TASK GOAL -
Word for word, restate every record.

──────

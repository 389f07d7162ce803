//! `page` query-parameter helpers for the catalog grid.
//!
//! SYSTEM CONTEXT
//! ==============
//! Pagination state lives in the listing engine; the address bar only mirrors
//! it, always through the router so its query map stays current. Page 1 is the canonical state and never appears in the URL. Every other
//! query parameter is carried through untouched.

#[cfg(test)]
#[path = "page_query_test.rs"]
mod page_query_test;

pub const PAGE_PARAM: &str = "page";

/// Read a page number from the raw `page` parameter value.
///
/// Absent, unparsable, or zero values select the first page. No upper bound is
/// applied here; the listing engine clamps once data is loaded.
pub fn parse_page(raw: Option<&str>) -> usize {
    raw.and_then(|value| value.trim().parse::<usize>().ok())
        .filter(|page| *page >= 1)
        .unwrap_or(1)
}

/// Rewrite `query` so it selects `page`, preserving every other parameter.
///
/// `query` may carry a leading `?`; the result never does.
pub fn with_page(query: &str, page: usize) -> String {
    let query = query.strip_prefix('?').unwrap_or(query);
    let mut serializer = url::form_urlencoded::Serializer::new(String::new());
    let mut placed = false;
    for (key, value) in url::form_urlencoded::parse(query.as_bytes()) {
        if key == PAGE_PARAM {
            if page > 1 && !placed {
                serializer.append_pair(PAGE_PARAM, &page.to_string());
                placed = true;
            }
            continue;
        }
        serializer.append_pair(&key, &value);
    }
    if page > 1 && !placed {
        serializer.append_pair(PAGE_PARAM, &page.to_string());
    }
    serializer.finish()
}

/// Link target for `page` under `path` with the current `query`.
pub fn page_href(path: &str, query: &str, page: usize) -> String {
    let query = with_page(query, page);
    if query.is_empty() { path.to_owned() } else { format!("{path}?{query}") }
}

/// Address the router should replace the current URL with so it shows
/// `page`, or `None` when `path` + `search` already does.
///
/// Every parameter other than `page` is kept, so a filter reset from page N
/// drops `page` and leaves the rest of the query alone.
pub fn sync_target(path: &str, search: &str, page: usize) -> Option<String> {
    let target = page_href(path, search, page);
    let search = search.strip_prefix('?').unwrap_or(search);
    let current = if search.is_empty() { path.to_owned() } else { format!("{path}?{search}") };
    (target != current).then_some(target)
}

──────

ANSWER SECTION -
repository 389f07d7162ce803
//! `page` query-parameter helpers for the catalog grid.
//!
//! SYSTEM CONTEXT
//! ==============
//! Pagination state lives in the listing engine; the address bar only mirrors
//! it, always through the router so its query map stays current. Page 1 is the canonical state and never appears in the URL. Every other
//! query parameter is carried through untouched.

#[cfg(test)]
#[path = "page_query_test.rs"]
mod page_query_test;

pub const PAGE_PARAM: &str = "page";

/// Read a page number from the raw `page` parameter value.
///
/// Absent, unparsable, or zero values select the first page. No upper bound is
/// applied here; the listing engine clamps once data is loaded.
pub fn parse_page(raw: Option<&str>) -> usize {
    raw.and_then(|value| value.trim().parse::<usize>().ok())
        .filter(|page| *page >= 1)
        .unwrap_or(1)
}

/// Rewrite `query` so it selects `page`, preserving every other parameter.
///
/// `query` may carry a leading `?`; the result never does.
pub fn with_page(query: &str, page: usize) -> String {
    let query = query.strip_prefix('?').unwrap_or(query);
    let mut serializer = url::form_urlencoded::Serializer::new(String::new());
    let mut placed = false;
    for (key, value) in url::form_urlencoded::parse(query.as_bytes()) {
        if key == PAGE_PARAM {
            if page > 1 && !placed {
                serializer.append_pair(PAGE_PARAM, &page.to_string());
                placed = true;
            }
            continue;
        }
        serializer.append_pair(&key, &value);
    }
    if page > 1 && !placed {
        serializer.append_pair(PAGE_PARAM, &page.to_string());
    }
    serializer.finish()
}

/// Link target for `page` under `path` with the current `query`.
pub fn page_href(path: &str, query: &str, page: usize) -> String {
    let query = with_page(query, page);
    if query.is_empty() { path.to_owned() } else { format!("{path}?{query}") }
}

/// Address the router should replace the current URL with so it shows
/// `page`, or `None` when `path` + `search` already does.
///
/// Every parameter other than `page` is kept, so a filter reset from page N
/// drops `page` and leaves the rest of the query alone.
pub fn sync_target(path: &str, search: &str, page: usize) -> Option<String> {
    let target = page_href(path, search, page);
    let search = search.strip_prefix('?').unwrap_or(search);
    let current = if search.is_empty() { path.to_owned() } else { format!("{path}?{search}") };
    (target != current).then_some(target)
}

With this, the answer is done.